At the Jepson Prairie Organics facility in Vacaville, they create organic compost from San Francisco’s green and restaurant food waste. It is an amazing process and the end result is compost that even organic farmers can apply to their crops. We should be doing exactly this everywhere in this country. Our soils are starving for carbon and nutrients, and recycling our “clean” wastes can help restore the soil. Composting is a form of giving back to the soil, of mimicking what nature does when a leaf falls from a tree and decomposes back into the soil under that tree to feed it. I have filmed composting on four continents, and its increasingly popularity may be a saving grace to our planet’s soils.

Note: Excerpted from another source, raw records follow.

//! Aggregation, NASA compliance and quality scoring.
//!
//! Compliance is 100 minus the severity-weighted density of safety
//! violations, where `compliance_calibration` weighted points per logical
//! line cost the whole 100. The default calibration of 100 means one
//! weighted point per hundred logical lines costs one percentage point.

use std::collections::BTreeMap;

use serde::{Deserialize, Serialize};

use crate::analysis::{DuplicateGroup, DuplicationReport, GodObjectCandidate, GodObjectReport};
use crate::detect::{
    DetectorFailure, DetectorResult, IngestionFailure, Severity, SuppressedViolation, Violation,
};
use crate::recommend::Recommendation;

/// Fixed weights of the quality score. Not configurable so that scores
/// stay comparable between runs.
pub mod weights {
    pub const COMPLIANCE: f64 = 0.5;
    pub const DUPLICATION: f64 = 0.25;
    pub const GOD_OBJECTS: f64 = 0.25;
}

/// Lowest quality score for each grade.
pub mod grades {
    pub const A_MIN: f64 = 0.9;
    pub const B_MIN: f64 = 0.8;
    pub const C_MIN: f64 = 0.7;
    pub const D_MIN: f64 = 0.6;
}

/// The terminal aggregate of one analysis run.
#[derive(Debug, Clone, PartialEq, Serialize, Deserialize)]
pub struct AnalysisResult {
    pub files_analyzed: usize,
    pub logical_lines: u64,
    /// Active violations in unit order, registration order within a unit.
    pub violations: Vec<Violation>,
    pub violations_by_severity: BTreeMap<Severity, usize>,
    /// Keyed by [`crate::detect::Category::label`].
    pub violations_by_category: BTreeMap<String, usize>,
    pub god_objects: Vec<GodObjectCandidate>,
    pub duplicate_groups: Vec<DuplicateGroup>,
    pub duplication_ratio: f64,
    pub god_object_ratio: f64,
    /// Always within `[0, 100]`.
    pub nasa_compliance_pct: f64,
    /// Always within `[0, 1]`.
    pub quality_score: f64,
    pub grade: String,
    pub recommendations: Vec<Recommendation>,
    pub suppressed: Vec<SuppressedViolation>,
    pub ingestion_failures: Vec<IngestionFailure>,
    pub detector_failures: Vec<DetectorFailure>,
    /// Set when the run was cancelled before every unit was scanned.
    pub incomplete: bool,
    pub unscanned_units: usize,
}

impl AnalysisResult {
    /// Whether any active violation is High or Critical.
    pub fn has_blocking_violations(&self) -> bool {
        self.violations.iter().any(|v| v.severity <= Severity::High)
    }

    pub fn count(&self, severity: Severity) -> usize {
        self.violations_by_severity
            .get(&severity)
            .copied()
            .unwrap_or(0)
    }
}

/// Everything the aggregation step reduces.
#[derive(Debug, Default)]
pub struct Aggregation {
    pub files_analyzed: usize,
    pub logical_lines: u64,
    /// Detector output after suppressions were applied.
    pub results: Vec<DetectorResult>,
    pub suppressed: Vec<SuppressedViolation>,
    pub god_objects: GodObjectReport,
    pub duplication: DuplicationReport,
    pub ingestion_failures: Vec<IngestionFailure>,
    pub unscanned_units: usize,
    pub compliance_calibration: f64,
}

/// Sum of severity weights over safety violations.
pub fn weighted_safety_points<'a, I>(violations: I) -> f64
where
    I: IntoIterator<Item = &'a Violation>,
{
    violations
        .into_iter()
        .filter(|v| v.category.is_safety())
        .map(|v| v.severity.weight())
        .sum()
}

/// `100 - clamp(points / logical_lines * calibration, 0, 100)`.
pub fn compliance_from_points(points: f64, logical_lines: u64, calibration: f64) -> f64 {
    let density = points / logical_lines.max(1) as f64 * calibration;
    let pct = 100.0 - density.clamp(0.0, 100.0);
    round4(pct)
}

pub fn nasa_compliance<'a, I>(violations: I, logical_lines: u64, calibration: f64) -> f64
where
    I: IntoIterator<Item = &'a Violation>,
{
    compliance_from_points(weighted_safety_points(violations), logical_lines, calibration)
}

/// Weighted average of compliance and the inverse duplication and
/// god-object ratios.
pub fn quality_score(compliance_pct: f64, duplication_ratio: f64, god_object_ratio: f64) -> f64 {
    let score = weights::COMPLIANCE * compliance_pct / 100.0
        + weights::DUPLICATION * (1.0 - duplication_ratio)
        + weights::GOD_OBJECTS * (1.0 - god_object_ratio);
    round4(score.clamp(0.0, 1.0))
}

/// Letter grade for a quality score.
pub fn grade(quality: f64) -> &'static str {
    match quality {
        q if q >= grades::A_MIN => "A",
        q if q >= grades::B_MIN => "B",
        q if q >= grades::C_MIN => "C",
        q if q >= grades::D_MIN => "D",
        _ => "F",
    }
}

/// Reduce detector and analyzer output. Never fails: a detector failure
/// counts as zero violations for its unit.
pub fn aggregate(input: Aggregation) -> AnalysisResult {
    let mut violations = Vec::new();
    let mut detector_failures = Vec::new();
    for result in input.results {
        match result.failure {
            Some(reason) => detector_failures.push(DetectorFailure {
                detector: result.detector_name,
                path: result.file,
                reason,
            }),
            None => violations.extend(result.violations),
        }
    }

    let mut violations_by_severity: BTreeMap<Severity, usize> =
        Severity::ALL.iter().map(|s| (*s, 0)).collect();
    let mut violations_by_category: BTreeMap<String, usize> = BTreeMap::new();
    for v in &violations {
        *violations_by_severity.entry(v.severity).or_insert(0) += 1;
        *violations_by_category.entry(v.category.label()).or_insert(0) += 1;
    }

    let nasa_compliance_pct = nasa_compliance(
        &violations,
        input.logical_lines,
        input.compliance_calibration,
    );
    let duplication_ratio = round4(input.duplication.ratio());
    let god_object_ratio = round4(input.god_objects.ratio());
    let quality_score = quality_score(nasa_compliance_pct, duplication_ratio, god_object_ratio);

    AnalysisResult {
        files_analyzed: input.files_analyzed,
        logical_lines: input.logical_lines,
        violations,
        violations_by_severity,
        violations_by_category,
        god_objects: input.god_objects.candidates,
        duplicate_groups: input.duplication.groups,
        duplication_ratio,
        god_object_ratio,
        nasa_compliance_pct,
        quality_score,
        grade: grade(quality_score).to_string(),
        recommendations: Vec::new(),
        suppressed: input.suppressed,
        ingestion_failures: input.ingestion_failures,
        detector_failures,
        incomplete: input.unscanned_units > 0,
        unscanned_units: input.unscanned_units,
    }
}

pub(crate) fn round4(value: f64) -> f64 {
    (value * 10_000.0).round() / 10_000.0
}

#[cfg(test)]
mod tests {
    use super::*;
    use crate::analysis::UnitId;
    use crate::detect::{Category, ConnascenceKind, SafetyRule};
    use std::time::Duration;

    fn violation(category: Category, severity: Severity) -> Violation {
        Violation {
            rule_id: "rule".to_string(),
            category,
            severity,
            file: "a.py".to_string(),
            line: 1,
            column: 1,
            span_end: (1, 2),
            message: "m".to_string(),
            suggested_fix: None,
            function: None,
        }
    }

    fn result(name: &str, violations: Vec<Violation>, failure: Option<&str>) -> DetectorResult {
        DetectorResult {
            detector_name: name.to_string(),
            detector_version: "0".to_string(),
            unit: UnitId(0),
            file: "a.py".to_string(),
            violations,
            duration: Duration::ZERO,
            failure: failure.map(str::to_string),
        }
    }

    #[test]
    fn test_compliance_counts_only_safety() {
        let violations = vec![
            violation(Category::Safety(SafetyRule::AssertionDensity), Severity::Medium),
            violation(Category::Safety(SafetyRule::ReturnValueCheck), Severity::High),
            violation(Category::Connascence(ConnascenceKind::Meaning), Severity::Critical),
        ];
        assert_eq!(weighted_safety_points(&violations), 3.0);
        assert_eq!(nasa_compliance(&violations, 10, 100.0), 70.0);
        assert_eq!(nasa_compliance(&violations, 1000, 100.0), 99.7);
    }

    #[test]
    fn test_compliance_is_clamped() {
        assert_eq!(compliance_from_points(0.0, 0, 100.0), 100.0);
        assert_eq!(compliance_from_points(50.0, 1, 100.0), 0.0);
        assert_eq!(compliance_from_points(4.0, 0, 100.0), 0.0);
    }

    #[test]
    fn test_quality_and_grade() {
        assert_eq!(quality_score(100.0, 0.0, 0.0), 1.0);
        assert_eq!(quality_score(100.0, 1.0, 0.5), 0.625);
        assert_eq!(quality_score(0.0, 1.0, 1.0), 0.0);
        assert_eq!(grade(1.0), "A");
        assert_eq!(grade(0.9), "A");
        assert_eq!(grade(0.85), "B");
        assert_eq!(grade(0.7), "C");
        assert_eq!(grade(0.6), "D");
        assert_eq!(grade(0.59), "F");
    }

    #[test]
    fn test_aggregate_isolates_failures() {
        let results = vec![
            result(
                "function_size",
                vec![violation(Category::Safety(SafetyRule::FunctionSize), Severity::High)],
                None,
            ),
            result("broken", Vec::new(), Some("boom")),
        ];
        let out = aggregate(Aggregation {
            files_analyzed: 1,
            logical_lines: 200,
            results,
            compliance_calibration: 100.0,
            ..Default::default()
        });
        assert_eq!(out.violations.len(), 1);
        assert_eq!(out.count(Severity::High), 1);
        assert_eq!(out.count(Severity::Low), 0);
        assert_eq!(out.violations_by_category.get("safety.function_size"), Some(&1));
        assert_eq!(out.detector_failures.len(), 1);
        assert_eq!(out.detector_failures[0].detector, "broken");
        assert_eq!(out.nasa_compliance_pct, 99.0);
        assert!(!out.incomplete);
        assert!(out.has_blocking_violations());
    }
}
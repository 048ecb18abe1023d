//! Command-line interface for connascence.

use std::path::{Path, PathBuf};

use anyhow::Context;
use clap::{Parser, Subcommand};
use globset::GlobSet;
use walkdir::WalkDir;

use crate::config::AnalysisConfig;
use crate::engine::Engine;
use crate::parser::Language;
use crate::report::{self, Format};

/// Exit codes.
pub const EXIT_SUCCESS: i32 = 0;
pub const EXIT_FAILED: i32 = 1;
pub const EXIT_ERROR: i32 = 2;

/// Config file names looked up in the current directory.
const DEFAULT_CONFIG_NAMES: &[&str] = &["connascence.yaml", ".connascence.yaml"];

/// Directories never worth descending into.
const SKIPPED_DIRS: &[&str] = &["vendor", "node_modules", "target", "__pycache__"];

/// Static analysis for connascence, NASA-style safety rules, god objects and
/// duplicated code.
#[derive(Parser)]
#[command(name = "connascence")]
#[command(author, version, about, long_about = None)]
pub struct Cli {
    /// Log analysis phases to stderr (same as RUST_LOG=connascence=debug)
    #[arg(short, long, global = true)]
    pub verbose: bool,

    #[command(subcommand)]
    pub command: Commands,
}

#[derive(Subcommand)]
pub enum Commands {
    /// Analyze a file or directory
    #[command(visible_alias = "check")]
    Lint(LintArgs),
    /// Write a config file with every option at its default
    Init(InitArgs),
}

#[derive(Parser)]
pub struct LintArgs {
    /// Path to check (file or directory)
    pub path: PathBuf,

    /// Path to config YAML file (default: auto-discover, else built-in defaults)
    #[arg(short, long)]
    pub config: Option<PathBuf>,

    /// Output format: pretty, json, or sarif
    #[arg(short, long, default_value = "pretty")]
    pub format: String,

    /// Show suppressed violations in output
    #[arg(long)]
    pub show_suppressed: bool,
}

#[derive(Parser)]
pub struct InitArgs {
    /// Output file path
    #[arg(short, long, default_value = "connascence.yaml")]
    pub output: PathBuf,
}

fn discover_config() -> Option<PathBuf> {
    DEFAULT_CONFIG_NAMES
        .iter()
        .map(PathBuf::from)
        .find(|p| p.exists())
}

/// Supported source files under `root`, sorted for stable output.
pub fn collect_files(root: &Path, excluded: &GlobSet) -> anyhow::Result<Vec<PathBuf>> {
    let mut files = Vec::new();
    let walker = WalkDir::new(root)
        .follow_links(true)
        .into_iter()
        .filter_entry(|e| {
            if !e.file_type().is_dir() || e.depth() == 0 {
                return true;
            }
            let name = e.file_name().to_string_lossy();
            !name.starts_with('.') && !SKIPPED_DIRS.contains(&&*name)
        });

    for entry in walker {
        let entry = entry?;
        if !entry.file_type().is_file() || Language::from_path(entry.path()).is_none() {
            continue;
        }
        let relative = entry.path().strip_prefix(root).unwrap_or(entry.path());
        if excluded.is_match(relative) {
            continue;
        }
        files.push(entry.path().to_path_buf());
    }
    files.sort();
    Ok(files)
}

/// Run the lint command.
pub fn run_lint(args: &LintArgs) -> anyhow::Result<i32> {
    let format: Format = match args.format.parse() {
        Ok(f) => f,
        Err(e) => {
            eprintln!("Error: {}", e);
            return Ok(EXIT_ERROR);
        }
    };

    let config_path = args.config.clone().or_else(discover_config);
    let config = match &config_path {
        Some(path) => match AnalysisConfig::parse_file(path) {
            Ok(c) => c,
            Err(e) => {
                eprintln!("Error parsing config {}: {}", path.display(), e);
                return Ok(EXIT_ERROR);
            }
        },
        None => AnalysisConfig::default(),
    };

    let engine = match Engine::new(config) {
        Ok(engine) => engine,
        Err(e) => {
            eprintln!("Error: {}", e);
            return Ok(EXIT_ERROR);
        }
    };

    let root = match args.path.canonicalize() {
        Ok(p) => p,
        Err(e) => {
            eprintln!("Error: cannot access path {:?}: {}", args.path, e);
            return Ok(EXIT_ERROR);
        }
    };

    let files = if root.is_dir() {
        let excluded = engine.config().exclusion_set()?;
        collect_files(&root, &excluded)
            .with_context(|| format!("walking {}", root.display()))?
    } else {
        vec![root.clone()]
    };

    if files.is_empty() {
        eprintln!("Warning: no files to scan");
        return Ok(EXIT_SUCCESS);
    }

    let result = engine.analyze(&files);
    report::write_report(
        format,
        &root,
        config_path.as_deref(),
        &result,
        args.show_suppressed,
    )?;

    if result.has_blocking_violations() {
        Ok(EXIT_FAILED)
    } else {
        Ok(EXIT_SUCCESS)
    }
}

/// Run the init command.
pub fn run_init(args: &InitArgs) -> anyhow::Result<i32> {
    if args.output.exists() {
        eprintln!("Error: file already exists: {}", args.output.display());
        eprintln!("Remove it or use --output to specify a different path");
        return Ok(EXIT_ERROR);
    }

    if let Some(parent) = args.output.parent() {
        if !parent.as_os_str().is_empty() && parent != Path::new(".") {
            std::fs::create_dir_all(parent)
                .with_context(|| format!("creating {}", parent.display()))?;
        }
    }

    let yaml = serde_yaml::to_string(&AnalysisConfig::default())?;
    std::fs::write(&args.output, yaml)
        .with_context(|| format!("writing {}", args.output.display()))?;

    println!("Created {}", args.output.display());
    println!();
    println!("Next steps:");
    println!("  1. Edit {} to tune thresholds for your project", args.output.display());
    println!("  2. Run: connascence lint . --config {}", args.output.display());

    Ok(EXIT_SUCCESS)
}

#[cfg(test)]
mod tests {
    use super::*;
    use std::fs;
    use tempfile::TempDir;

    #[test]
    fn test_collect_files_skips_vendor_and_unknown() {
        let dir = TempDir::new().unwrap();
        let root = dir.path();
        fs::create_dir_all(root.join("src")).unwrap();
        fs::create_dir_all(root.join("vendor/lib")).unwrap();
        fs::create_dir_all(root.join(".git")).unwrap();
        fs::create_dir_all(root.join("gen")).unwrap();
        fs::write(root.join("src/b.py"), "x = 1\n").unwrap();
        fs::write(root.join("src/a.rs"), "fn main() {}\n").unwrap();
        fs::write(root.join("src/notes.md"), "# notes\n").unwrap();
        fs::write(root.join("vendor/lib/c.py"), "x = 1\n").unwrap();
        fs::write(root.join(".git/d.py"), "x = 1\n").unwrap();
        fs::write(root.join("gen/e.py"), "x = 1\n").unwrap();

        let config = AnalysisConfig {
            excluded_paths: vec!["gen/**".to_string()],
            ..Default::default()
        };
        let files = collect_files(root, &config.exclusion_set().unwrap()).unwrap();
        let names: Vec<_> = files
            .iter()
            .map(|p| p.strip_prefix(root).unwrap().to_string_lossy().replace('\\', "/"))
            .collect();
        assert_eq!(names, vec!["src/a.rs", "src/b.py"]);
    }

    #[test]
    fn test_init_writes_loadable_defaults() {
        let dir = TempDir::new().unwrap();
        let output = dir.path().join("conf/connascence.yaml");
        let code = run_init(&InitArgs {
            output: output.clone(),
        })
        .unwrap();
        assert_eq!(code, EXIT_SUCCESS);
        let loaded = AnalysisConfig::parse_file(&output).unwrap();
        assert_eq!(loaded, AnalysisConfig::default());

        let again = run_init(&InitArgs { output }).unwrap();
        assert_eq!(again, EXIT_ERROR);
    }
}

In complete contrast to the work they are doing at Jepson Prairie Organics and other true composting facilities like it, is the repellent public policy that allows sewage sludge to be put on farmland. The way things are working now in our waste treatment systems, the cleaner the water, the more toxic the sludge. While humans have for eons returned human waste, liquid and night soil, to land, the reality is different now because of the amount of pharmaceuticals and other chemicals now in that waste. Industrial wastes, heavy metals and a long ugly list of chemicals now end up in sewage sludge, which has been politely renamed “biosolids,” and can be labeled “organic” because it contains carbon. This use of the term organic was grandfathered in before the USDA Organic Standards were defined. Companies and municipalities, including San Francisco, then mix the sludge with wood chips, label it “compost,” and sell it. Unsuspecting buyers think they are getting actual chemicalfree, transformed green and food waste, but they are not. In my opinion this is a scandal and should be the cause of a real public outcry because some of this stuff is being put on school gardens—given away for free!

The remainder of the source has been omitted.